Hoping to reap some tax benefits by opening a hospital in Scottsdale, Ariz., the Mayo Clinic has touched off a legal battle by trying to persuade local authorities that its 11-year-old satellite clinic there also should be exempt from property taxes.
Mayo sued Maricopa County after it was turned down for an exemption last year. The lawsuit, which was filed in December, is scheduled for trial in August in state tax court in Phoenix.
It's another case on a growing list of legal challenges over whether not-for-profit healthcare providers do enough for their communities to avoid property taxes.
For the prestigious Mayo, whose home base is in Rochester, Minn., it's one more legal headache in Arizona.
Last month, a Mayo official confirmed that federal prosecutors in Phoenix are reviewing five years' worth of billing records from the Mayo clinics in Scottsdale, Rochester and Jacksonville, Fla. (June 22, p. 2). That inquiry concerns physician services at the three outpatient clinics, although the exact nature of the government's probe isn't clear.
In its property-tax lawsuit, Mayo is seeking an exemption for the 1997 tax year for its Scottsdale clinic, the land on which it sits and the medical equipment -- or personal property -- inside. The main clinic building is almost 421,000 square feet.
Mayo is a not-for-profit corporation, but its Scottsdale Clinic, which opened in 1987, has been paying property taxes.
According to court documents, Mayo has argued it's entitled to an exemption because Arizona allows such exemptions for property that is used for education, to treat the "indigent or afflicted," or to provide medical care to people 62 years of age or older.
Mayo spokesman Chris Gade declined to discuss the pending litigation, except to say that "we believe the clinic property falls within the scope of that exemption."
Maricopa County, while acknowledging such exemptions exist, "does not thereby admit" that Mayo's property is exempt, according to a May 5 response attorneys for the county filed countering Mayo's lawsuit.
"If you're claiming an exemption, you've got to prove it really well," said Ian Macpherson, a contract attorney representing Maricopa County in the case.
According to the Duval County Property Appraisers Office in Jacksonville, Fla., the Mayo Clinic there is exempt from property taxes.
The Olmsted County Auditor Treasurers Office in Rochester, Minn., said the Mayo Clinic there also pays property taxes. Its 1998 bill will be at least $535,000.
Mayo's Gade said certain areas of the Rochester clinic campus are exempt from property taxes, such as its laboratories and medical school campus, where research and educational activities go on.
In its defense against Mayo's lawsuit, Macpherson said one of the things the county will be looking at is the demographics of the patients Mayo serves.
In its lawsuit, Mayo also named the Arizona Department of Revenue as a defendant.

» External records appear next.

use argon2::{
    Algorithm, Argon2, Params, PasswordHash, PasswordHasher, PasswordVerifier, Version,
    password_hash::{SaltString, rand_core::OsRng},
};
use tracing::{info, warn};

use crate::{
    config::HashParams,
    ledger::{EntityKind, Ledger, LedgerError, ValidationError},
    model::{Account, Bank, Customer, new_card_number},
    storage::LedgerStorage,
};

/// Salted Argon2id password hashing.
///
/// Hashes are PHC strings (`$argon2id$v=19$...`) carrying their own salt and
/// cost parameters.
pub struct CredentialHasher {
    argon2: Argon2<'static>,
    /// Hash of a random secret, checked against when there is no stored hash
    /// so a miss costs as much as a mismatch.
    decoy_hash: String,
}

impl CredentialHasher {
    pub fn new(params: &HashParams) -> Result<Self, LedgerError> {
        let params = Params::new(
            params.memory_cost,
            params.time_cost,
            params.parallelism,
            None,
        )
        .map_err(|e| LedgerError::PasswordHash(e.to_string()))?;
        let mut hasher = Self {
            argon2: Argon2::new(Algorithm::Argon2id, Version::V0x13, params),
            decoy_hash: String::new(),
        };
        hasher.decoy_hash = hasher.hash(SaltString::generate(&mut OsRng).as_str())?;
        Ok(hasher)
    }

    pub fn hash(&self, password: &str) -> Result<String, LedgerError> {
        let salt = SaltString::generate(&mut OsRng);
        self.argon2
            .hash_password(password.as_bytes(), &salt)
            .map(|hash| hash.to_string())
            .map_err(|e| LedgerError::PasswordHash(e.to_string()))
    }

    /// A stored hash that isn't a valid PHC string never verifies.
    pub fn verify(&self, password: &str, stored_hash: &str) -> bool {
        match PasswordHash::new(stored_hash) {
            Ok(parsed) => self
                .argon2
                .verify_password(password.as_bytes(), &parsed)
                .is_ok(),
            Err(_) => false,
        }
    }

    /// Full verification against a hash no password matches.
    pub fn verify_decoy(&self, password: &str) -> bool {
        self.verify(password, &self.decoy_hash)
    }
}

impl<S> Ledger<S>
where
    S: LedgerStorage,
{
    /// Registers a customer at `bank` and opens their first account there.
    ///
    /// Fails with [`ValidationError::UsernameTaken`] if any customer already
    /// uses `username`. The customer and the account are saved together.
    pub fn create_customer(
        &self,
        bank: &Bank,
        name: &str,
        username: &str,
        password: &str,
    ) -> Result<Customer, LedgerError> {
        if self.is_username_taken(username) {
            warn!("Username {username:?} is already taken");
            return Err(username_taken(username));
        }
        // hashing is slow, keep it outside the lock
        let password_hash = self.hasher.hash(password)?;

        let (customer, account) = self.mutate("Create customer", |state| {
            if state.store.is_username_taken(username) {
                return Err(username_taken(username));
            }
            // both IDs up front: running out leaves no customer without an account
            let customer_id = state.counters.next_customer_id()?;
            let account_id = state.counters.next_account_id()?;
            let mut customer = Customer::new(
                customer_id,
                name,
                username,
                password_hash,
                new_card_number(),
            );
            customer.bank_ids.push(bank.id.clone());
            let account = Account::new(account_id, &customer.id, &bank.id);
            state.store.push_customer(customer.clone());
            state.store.push_account(account.clone());
            Ok((customer, account))
        })?;
        info!(
            "Customer {:?} created as {} with username {username:?} and account {}",
            customer.name, customer.id, account.id
        );
        Ok(customer)
    }

    /// Returns the customer if `username` exists and `password` matches the
    /// stored hash. Unknown usernames and wrong passwords fail alike.
    pub fn authenticate(&self, username: &str, password: &str) -> Result<Customer, LedgerError> {
        let Some(customer) = self.customer_by_username(username) else {
            self.hasher.verify_decoy(password);
            warn!("Authentication failed for {username:?}: unknown username");
            return Err(LedgerError::InvalidCredentials);
        };
        if self.hasher.verify(password, &customer.password_hash) {
            info!("Customer {} authenticated", customer.id);
            Ok(customer)
        } else {
            warn!("Authentication failed for {username:?}: wrong password");
            Err(LedgerError::InvalidCredentials)
        }
    }

    /// Replaces the customer's password hash. Blank passwords are rejected.
    pub fn reset_password(&self, customer_id: &str, new_password: &str) -> Result<(), LedgerError> {
        if new_password.trim().is_empty() {
            warn!("Reset password for customer {customer_id} failed: blank password");
            return Err(ValidationError::BlankPassword.into());
        }
        if self.customer_by_id(customer_id).is_none() {
            warn!("Reset password failed. Customer {customer_id} not found");
            return Err(LedgerError::not_found(EntityKind::Customer, customer_id));
        }
        let password_hash = self.hasher.hash(new_password)?;

        self.mutate("Reset password", |state| {
            let customer = state
                .store
                .customer_mut(customer_id)
                .ok_or_else(|| LedgerError::not_found(EntityKind::Customer, customer_id))?;
            customer.password_hash = password_hash;
            Ok(())
        })?;
        info!("Reset password for customer {customer_id}");
        Ok(())
    }
}

fn username_taken(username: &str) -> LedgerError {
    ValidationError::UsernameTaken {
        username: username.to_string(),
    }
    .into()
}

Fred Kelly, chief deputy assessor for Maricopa County, said Mayo is on the property tax rolls. In 1997, the year for which Mayo is seeking an exemption, the clinic paid almost $1.5 million in property taxes.

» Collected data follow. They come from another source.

use std::{fs::File, io::Read};

use anyhow::{Context, Result};
use bank_ledger::{Ledger, LedgerConfig, bin_utils::Service};
use tracing_subscriber::EnvFilter;

fn main() -> Result<()> {
    tracing_subscriber::fmt()
        .with_env_filter(EnvFilter::try_from_default_env().unwrap_or_else(|_| EnvFilter::new("info")))
        .with_writer(std::io::stderr)
        .init();

    let config = LedgerConfig::from_env();
    let ledger = Ledger::from_config(&config).with_context(|| {
        format!("Failed to open ledger at `{}`", config.data_file.display())
    })?;

    let input: Box<dyn Read> = match std::env::args().nth(1) {
        Some(filename) => Box::new(
            File::open(&filename).with_context(|| format!("Failed to open `{filename}`"))?,
        ),
        None => Box::new(std::io::empty()),
    };

    let service = Service {
        ledger: &ledger,
        input,
        output: &mut std::io::stdout(),
        error_printer: Box::new(|line, err| eprintln!("Error at line {line}: {err}")),
    };
    service.run()
}
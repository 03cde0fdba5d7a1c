use std::{
    fs,
    io::{self, Write},
    path::{Path, PathBuf},
};

use tempfile::NamedTempFile;
use tracing::debug;

use super::{LedgerStorage, PersistenceError, decode, encode};
use crate::store::EntityStore;

/// The ledger document as a JSON file.
///
/// Saves go to a temporary file next to the target, which is then renamed
/// over it, so a crash mid-write leaves the previous document intact.
#[derive(Debug, Clone)]
pub struct JsonFileStorage {
    path: PathBuf,
}

impl JsonFileStorage {
    pub fn new(path: impl Into<PathBuf>) -> Self {
        Self { path: path.into() }
    }

    pub fn path(&self) -> &Path {
        &self.path
    }

    fn io_error(&self, source: io::Error) -> PersistenceError {
        PersistenceError::Io {
            path: self.path.clone(),
            source,
        }
    }

    fn directory(&self) -> &Path {
        match self.path.parent() {
            Some(dir) if !dir.as_os_str().is_empty() => dir,
            _ => Path::new("."),
        }
    }
}

impl LedgerStorage for JsonFileStorage {
    fn load(&self) -> Result<Option<EntityStore>, PersistenceError> {
        match fs::read_to_string(&self.path) {
            Ok(content) => decode(&content),
            Err(err) if err.kind() == io::ErrorKind::NotFound => Ok(None),
            Err(err) => Err(self.io_error(err)),
        }
    }

    fn save(&self, store: &EntityStore) -> Result<(), PersistenceError> {
        let content = encode(store)?;
        let mut file = NamedTempFile::new_in(self.directory()).map_err(|e| self.io_error(e))?;
        file.write_all(content.as_bytes())
            .map_err(|e| self.io_error(e))?;
        file.as_file().sync_all().map_err(|e| self.io_error(e))?;
        file.persist(&self.path)
            .map_err(|e| self.io_error(e.error))?;
        debug!("Ledger saved to {}", self.path.display());
        Ok(())
    }
}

Kelly speculated Mayo likely applied for a tax exemption last year because it is building a new hospital in Scottsdale. Typically, clinics associated with not-for-profit hospitals are afforded a property-tax exemption, he said.
But Mayo's new 178-bed hospital in affluent Scottsdale isn't open yet and isn't expected to be open until this fall.
The current property-tax challenge doesn't involve the new hospital, which likely will qualify for an exemption, Kelly said.